This brings us to an entirely different group of agents that have always been superior to aspirin and NSAIDs for more serious or severe pain: the opioids. The World Health Organization has recently given its imprimatur to opioids for sustained use in serious non-malignant pain (primarily arthritis and musculoskeletal pain) [17]. Because of this, a world pain community, separate from the rheumatology community, has endorsed such use through newer long-acting release systems that allow 24-h pain control with opioids [18]. This approach has recently been reported to be safer, and to allow pain relief with opioids at lower doses [19]. This is part of a recent literature that deals with the problems of pseudo-addictive behaviour, breakthrough pain and poor dosage control with the older pattern of ad libitum/add-on use of opioids. This latter practice has been common in clinical rheumatology [1719]. Opioids, when properly and skilfully employed, often at moderate doses in arthritis, are virtually free of end-organ toxicity [20]. This is in marked contrast to the arthritis armamentarium that we use to treat a high-risk, chronically ill, elderly population.
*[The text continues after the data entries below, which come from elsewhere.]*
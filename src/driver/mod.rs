//! Drivers bind devices to controllers.
//!
//! One [`Driver`] exists per driver name. It owns every controller serving
//! its devices and a single [`DriverListener`] shared by all of them, which
//! turns controller observations into `DeviceReaded` messages.
//!
//! Devices added before the driver starts are held as [`Binding::Pending`]
//! and resolved in `start`. Devices configured with equal, non-empty init
//! data share one controller instance.

pub mod controller;

pub use controller::{
    Controller, ControllerCatalog, ControllerConstructor, ControllerListener, Severity,
    VirtualController,
};

use parking_lot::RwLock;
use std::collections::HashMap;
use std::sync::{Arc, OnceLock};

use crate::bus::EventBus;
use crate::message::Message;
use crate::recovery::with_recovery;
use crate::registry::{Device, Lifecycle, Runtime};
use crate::types::{Error, Result, Value};

/// Turns controller callbacks into bus messages.
#[derive(Debug)]
pub struct DriverListener {
    driver: String,
    bus: EventBus,
}

impl DriverListener {
    pub fn new(driver: impl Into<String>, bus: EventBus) -> Self {
        Self {
            driver: driver.into(),
            bus,
        }
    }
}

impl ControllerListener for DriverListener {
    fn on_changed(&self, device: &str, value: Option<Value>) {
        match value {
            Some(value) if !device.is_empty() => {
                if let Err(e) = self.bus.post(Message::device_readed(device, value, true)) {
                    tracing::error!(driver = %self.driver, device, error = %e, "reading dropped");
                }
            }
            _ => tracing::error!(
                driver = %self.driver,
                device,
                "controller reported a change without device name or value"
            ),
        }
    }

    fn on_error(&self, level: Severity, message: &str, device: Option<&str>) {
        let device = device.unwrap_or("-");
        match level {
            Severity::Debug => tracing::debug!(driver = %self.driver, device, "{}", message),
            Severity::Info => tracing::info!(driver = %self.driver, device, "{}", message),
            Severity::Warning => tracing::warn!(driver = %self.driver, device, "{}", message),
            Severity::Severe => tracing::error!(driver = %self.driver, device, "{}", message),
        }
    }
}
Methotrexate is still the cornerstone of rheumatoid disease-modifying therapy. But for patients who do not respond to or cannot tolerate methotrexate, leflunomide has emerged as a viable new alternative [21]. In head-to-head comparisons it holds up well as an effective DMARD, with a therapeutic toxicity ratio approximately equivalent to that of methotrexate. However, it will be many years until we are able to compare leflunomide against methotrexate for long-term sustained therapy. Methotrexate has by far the most persuasive record of continuing efficacy of over a decade or more compared with other DMARDs [9]. Methotrexate in combination with leflunomide will also require long-term observation. Early results suggest that there may be concern with this combination, in that in some patients it may amplify the liver enzyme abnormalities common to both agents [22].

Combinations of three or more DMARDs have become the vogue in recent years [10]. However, none of these combinations has had a clearcut, specifically defined and corroborated advantage in efficacy in rheumatoid disease over the use of one or two agents alone [23]. Studies of the long-term outcome of the use of these combinations were faulted epidemiologically because of the varying disease stages and responses of the individual host subpopulations. In truth, these ever-changing combinations had all the scientific elegance of cluster bombing.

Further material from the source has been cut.